Monday, April 20, 2009
Comparing Interstate 95 to Interstate 66
Jack and I live in a community just north of exit 40 of interstate 66 in Virginia. Look at all the daffodils in these two photos. Each spring it is a delight to head east on interstate 66 to see the large patches of daffodils that have been planted about every five miles apart. (Please click on each photo to get a good view of these daffodils in bloom.) In addition we have the beautiful purple redbud trees blooming now and the dogwood trees are just beginning to open their white and pink blossoms. By the way the dogwood tree is the state tree of the Commonwealth of Virginia.
Interstate 66 is so different from interstate 95 here in Virginia. First of all Interstate 66 is mainly a commuter interstate for folks living in the western suburbs of the D.C. metro area while Interstate 95 is both a commuter interstate and the main travel highway for folks heading south from Canada and New England and New York and New Jersey for all points south including Florida and back to all points north.
Now I'm going to tell you something that you might find hard to believe. Every day 900 semi tractor trailors leave New York City's buroughs for southern Virginia. What is in all these semi tractor trailors? Would you believe garbage. Yep, the Commonwealth of Virginia's main import is garbage! We import more garbage than any other state in the union. Where does this garbage end up? On vast tracts of farmland in southern Virginia that used to be tobacco land but is now large landfills.
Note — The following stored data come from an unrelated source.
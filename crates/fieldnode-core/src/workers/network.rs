use std::sync::Arc;
use std::time::Duration;

use serde_json::json;
use tokio::time::{sleep, timeout};
use tracing::{info, warn};

use crate::connectivity::Link;
use crate::context::NodeContext;
use crate::error_event::Severity;
use crate::hal::WifiCredentials;
use crate::startup::GateSignal;
use crate::status::SystemState;
use crate::storage;
use crate::worker::{PauseGate, WorkerKind};

pub const WIFI_CONNECT_FAILED: &str = "WIFI_CONNECT_FAILED";
pub const WIFI_DISCONNECTED: &str = "WIFI_DISCONNECTED";

pub fn credentials(ctx: &NodeContext) -> WifiCredentials {
    match storage::load_credentials(ctx.store.as_ref()) {
        Ok(Some(stored)) => stored,
        Ok(None) => WifiCredentials {
            ssid: ctx.config.wifi.ssid.clone(),
            pass: ctx.config.wifi.pass.clone(),
        },
        Err(err) => {
            warn!(%err, "could not read stored credentials, using defaults");
            WifiCredentials {
                ssid: ctx.config.wifi.ssid.clone(),
                pass: ctx.config.wifi.pass.clone(),
            }
        }
    }
}

pub async fn run(ctx: Arc<NodeContext>, gate: Option<GateSignal>, pause: PauseGate) {
    let wifi = ctx.config.wifi.clone();
    let attempt_timeout = Duration::from_secs(wifi.attempt_timeout_secs);
    let mut gate = gate;
    let mut attempts: u32 = 0;
    let mut creds = credentials(&ctx);

    ctx.status.set(SystemState::Wifi);
    info!(ssid = %creds.ssid, "network worker started");

    loop {
        pause.checkpoint().await;

        if ctx.network.is_connected() {
            let link = Link {
                connected: true,
                address: ctx.network.local_address(),
            };
            if ctx.connectivity.set(link) {
                info!(address = ?link.address, "network up");
                ctx.supervisor.send_status(WorkerKind::Network, "network connected");
                ctx.status.set(SystemState::Ready);
                ctx.errors.force_retry();
            }
            if let Some(gate) = gate.take() {
                gate.complete();
            }
            attempts = 0;
            sleep(Duration::from_secs(wifi.poll_secs.max(1))).await;
            continue;
        }

        if ctx.connectivity.is_connected() {
            ctx.connectivity.set(Link::default());
            warn!("network link lost");
            ctx.status.set(SystemState::WaitingWifi);
            ctx.supervisor
                .report_error(WorkerKind::Network, WIFI_DISCONNECTED, "network link lost");
            ctx.submit_system_error(WIFI_DISCONNECTED, Severity::Warning, "network link lost", json!({}));
        }

        if attempts == 0 {
            creds = credentials(&ctx);
        }
        attempts += 1;
        let result = timeout(attempt_timeout, ctx.network.connect(&creds)).await;
        let failure = match result {
            Ok(Ok(())) if ctx.network.is_connected() => continue,
            Ok(Ok(())) => "association reported but link is down".to_string(),
            Ok(Err(err)) => err.to_string(),
            Err(_) => "association timed out".to_string(),
        };
        warn!(attempt = attempts, max = wifi.max_retry, reason = %failure, "network association failed");

        if attempts >= wifi.max_retry.max(1) {
            ctx.status.set(SystemState::WaitingWifi);
            ctx.supervisor.report_error(
                WorkerKind::Network,
                WIFI_CONNECT_FAILED,
                format!("{attempts} attempts failed: {failure}"),
            );
            info!(cooldown_s = wifi.cooldown_secs, "network cooling down before next burst");
            sleep(Duration::from_secs(wifi.cooldown_secs)).await;
            attempts = 0;
        } else {
            sleep(Duration::from_millis(wifi.retry_delay_ms)).await;
        }
    }
}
So when you are driving south on Interstate 95 and you see a really old beat up semi with a New York license plate passing by your car you can bet that it is filled with garbage and on its way to a huge landfill in southern Virginia. If those 900 semi tractor trailors were off the road and on a train, think of how much easier it would be to travel on Interstate 95. Why does the state of Virginia allow this? I guess because there is very big money in garbage.
Final Comment For Today: If you want to see some beautiful daffodils click on Heirloom Gardner down on the right on My Blog List and you will enjoy a virtual trip to a daffodil festival in Summit, New Jersey.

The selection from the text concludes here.